§ **Exercise goal**: Report the count of lines below that include "async", without any other text.

Records from a data source
-=-=-=-=-

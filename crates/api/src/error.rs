use axum::http::{header, HeaderValue, StatusCode};
use axum::response::{IntoResponse, Response};
use folio_core::error::CoreError;
use folio_core::outcome::{ErrorCode, RenderResult};
use serde_json::{json, Map, Value};

use crate::engine::DispatchError;
use crate::response::retry_after_secs;

/// Application-level error type for HTTP handlers.
///
/// Wraps [`CoreError`] and [`DispatchError`] and adds HTTP-specific variants.
/// Implements [`IntoResponse`] to produce consistent JSON error responses of
/// the form `{ "error", "code", "retryable", ... }`.
#[derive(Debug, thiserror::Error)]
pub enum AppError {
    /// A domain-level error from `folio_core`.
    #[error(transparent)]
    Core(#[from] CoreError),

    /// A database error from sqlx.
    #[error("Database error: {0}")]
    Database(#[from] sqlx::Error),

    /// A request refused before any job ran.
    #[error(transparent)]
    Dispatch(#[from] DispatchError),

    /// An admitted single job that did not produce output.
    #[error("Render failed: {}", .0.error.as_ref().map(|e| e.message.as_str()).unwrap_or("unknown"))]
    JobFailed(Box<RenderResult>),

    /// A bad request with a human-readable message.
    #[error("Bad request: {0}")]
    BadRequest(String),

    /// An internal error with a human-readable message.
    #[error("Internal error: {0}")]
    InternalError(String),
}

/// Convenience type alias for handler return values.
pub type AppResult<T> = Result<T, AppError>;

/// HTTP status for a job-level error code.
pub fn status_for(code: ErrorCode) -> StatusCode {
    match code {
        ErrorCode::RateLimited | ErrorCode::QuotaExceeded => StatusCode::TOO_MANY_REQUESTS,
        ErrorCode::InvalidRequest => StatusCode::BAD_REQUEST,
        ErrorCode::Unauthorized => StatusCode::UNAUTHORIZED,
        ErrorCode::RenderFailed | ErrorCode::DependencyFailed => StatusCode::UNPROCESSABLE_ENTITY,
        ErrorCode::StorageFailed => StatusCode::BAD_GATEWAY,
        ErrorCode::Busy
        | ErrorCode::RenderTimeout
        | ErrorCode::WorkerCrashed
        | ErrorCode::SessionClosed => StatusCode::SERVICE_UNAVAILABLE,
        ErrorCode::Internal => StatusCode::INTERNAL_SERVER_ERROR,
    }
}

impl IntoResponse for AppError {
    fn into_response(self) -> Response {
        let mut extra = Map::new();
        let mut retry_after: Option<u64> = None;

        let (status, code, message) = match &self {
            // --- CoreError variants ---
            AppError::Core(core) => match core {
                CoreError::Validation(msg) => {
                    (StatusCode::BAD_REQUEST, ErrorCode::InvalidRequest, msg.clone())
                }
                CoreError::Unauthorized(msg) => {
                    (StatusCode::UNAUTHORIZED, ErrorCode::Unauthorized, msg.clone())
                }
                CoreError::Internal(msg) => {
                    tracing::error!(error = %msg, "Internal core error");
                    internal()
                }
            },

            // --- Database errors ---
            AppError::Database(err) => {
                tracing::error!(error = %err, "Database error");
                internal()
            }

            // --- Admission and protocol refusals ---
            AppError::Dispatch(err) => match err {
                DispatchError::Invalid(msg) => {
                    (StatusCode::BAD_REQUEST, ErrorCode::InvalidRequest, msg.clone())
                }
                DispatchError::RateLimited { retry_after: wait, .. } => {
                    let secs = retry_after_secs(*wait);
                    retry_after = Some(secs);
                    extra.insert("retry_after_secs".into(), json!(secs));
                    (
                        StatusCode::TOO_MANY_REQUESTS,
                        ErrorCode::RateLimited,
                        format!("Rate limit exceeded, retry after {secs} seconds"),
                    )
                }
                DispatchError::QuotaExceeded {
                    remaining,
                    reset_at,
                    ..
                } => {
                    extra.insert("reset_at".into(), json!(reset_at));
                    extra.insert("remaining".into(), json!(remaining));
                    (
                        StatusCode::TOO_MANY_REQUESTS,
                        ErrorCode::QuotaExceeded,
                        format!("Monthly quota exhausted, resets at {}", reset_at.to_rfc3339()),
                    )
                }
                DispatchError::Ledger { message, .. } => {
                    tracing::error!(error = %message, "Usage ledger error");
                    (
                        StatusCode::SERVICE_UNAVAILABLE,
                        ErrorCode::Internal,
                        "Usage accounting is temporarily unavailable".to_string(),
                    )
                }
            },

            // --- Job failures ---
            AppError::JobFailed(result) => {
                extra.insert("job_id".into(), json!(result.job_id));
                extra.insert("duration_ms".into(), json!(result.duration_ms));
                let (code, message) = match &result.error {
                    Some(e) => (e.code, e.message.clone()),
                    None => (ErrorCode::Internal, "Render failed".to_string()),
                };
                if code == ErrorCode::Busy {
                    retry_after = Some(1);
                }
                (status_for(code), code, message)
            }

            // --- HTTP-specific errors ---
            AppError::BadRequest(msg) => {
                (StatusCode::BAD_REQUEST, ErrorCode::InvalidRequest, msg.clone())
            }
            AppError::InternalError(msg) => {
                tracing::error!(error = %msg, "Internal error");
                internal()
            }
        };

        let retryable = match &self {
            AppError::JobFailed(result) => result.error.as_ref().is_some_and(|e| e.retryable),
            AppError::Database(_) | AppError::Dispatch(DispatchError::Ledger { .. }) => true,
            _ => code.is_retryable(),
        };

        let mut body = Map::new();
        body.insert("error".into(), json!(message));
        body.insert("code".into(), json!(code.as_str()));
        body.insert("retryable".into(), json!(retryable));
        body.extend(extra);

        let mut response = (status, axum::Json(Value::Object(body))).into_response();
        if let Some(secs) = retry_after {
            response
                .headers_mut()
                .insert(header::RETRY_AFTER, HeaderValue::from(secs));
        }
        response
    }
}

fn internal() -> (StatusCode, ErrorCode, String) {
    (
        StatusCode::INTERNAL_SERVER_ERROR,
        ErrorCode::Internal,
        "An internal error occurred".to_string(),
    )
}

#[cfg(test)]
mod tests {
    use std::time::Duration;

    use folio_core::outcome::JobError;
    use folio_core::rate_limit::RateLimitStatus;
    use http_body_util::BodyExt;
    use uuid::Uuid;

    use super::*;

    async fn body_json(response: Response) -> Value {
        let bytes = response.into_body().collect().await.unwrap().to_bytes();
        serde_json::from_slice(&bytes).unwrap()
    }

    fn status() -> RateLimitStatus {
        RateLimitStatus {
            limit: 20,
            remaining: 0,
            reset_after: Duration::from_secs(120),
        }
    }

    #[tokio::test]
    async fn rate_limited_sets_retry_after() {
        let err = AppError::Dispatch(DispatchError::RateLimited {
            retry_after: Duration::from_millis(5_500),
            status: status(),
        });
        let response = err.into_response();

        assert_eq!(response.status(), StatusCode::TOO_MANY_REQUESTS);
        assert_eq!(response.headers()[header::RETRY_AFTER], "6");
        let json = body_json(response).await;
        assert_eq!(json["code"], "RATE_LIMITED");
        assert_eq!(json["retryable"], true);
        assert_eq!(json["retry_after_secs"], 6);
    }

    #[tokio::test]
    async fn quota_exceeded_reports_reset() {
        let reset_at = chrono::Utc::now();
        let err = AppError::Dispatch(DispatchError::QuotaExceeded {
            remaining: 0,
            reset_at,
            status: status(),
        });
        let response = err.into_response();

        assert_eq!(response.status(), StatusCode::TOO_MANY_REQUESTS);
        let json = body_json(response).await;
        assert_eq!(json["code"], "QUOTA_EXCEEDED");
        assert_eq!(json["retryable"], false);
        assert_eq!(json["remaining"], 0);
        assert!(json["reset_at"].is_string());
    }

    #[tokio::test]
    async fn busy_job_is_retryable_503() {
        let result = RenderResult::failed(
            Uuid::new_v4(),
            JobError::new(ErrorCode::Busy, "no worker"),
            10_000,
            None,
        );
        let response = AppError::JobFailed(Box::new(result)).into_response();

        assert_eq!(response.status(), StatusCode::SERVICE_UNAVAILABLE);
        assert_eq!(response.headers()[header::RETRY_AFTER], "1");
        let json = body_json(response).await;
        assert_eq!(json["code"], "BUSY");
        assert_eq!(json["retryable"], true);
    }

    #[tokio::test]
    async fn rejected_document_is_fatal_422() {
        let result = RenderResult::failed(
            Uuid::new_v4(),
            JobError::fatal(ErrorCode::RenderFailed, "bad markup"),
            3,
            None,
        );
        let response = AppError::JobFailed(Box::new(result)).into_response();

        assert_eq!(response.status(), StatusCode::UNPROCESSABLE_ENTITY);
        let json = body_json(response).await;
        assert_eq!(json["retryable"], false);
        assert_eq!(json["error"], "bad markup");
    }

    #[tokio::test]
    async fn internal_errors_are_sanitized() {
        let response = AppError::InternalError("disk on fire".into()).into_response();
        assert_eq!(response.status(), StatusCode::INTERNAL_SERVER_ERROR);
        let json = body_json(response).await;
        assert_eq!(json["error"], "An internal error occurred");
        assert_eq!(json["code"], "INTERNAL");
    }
}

-=-=-=-=-

§ **Solution for this task**: 6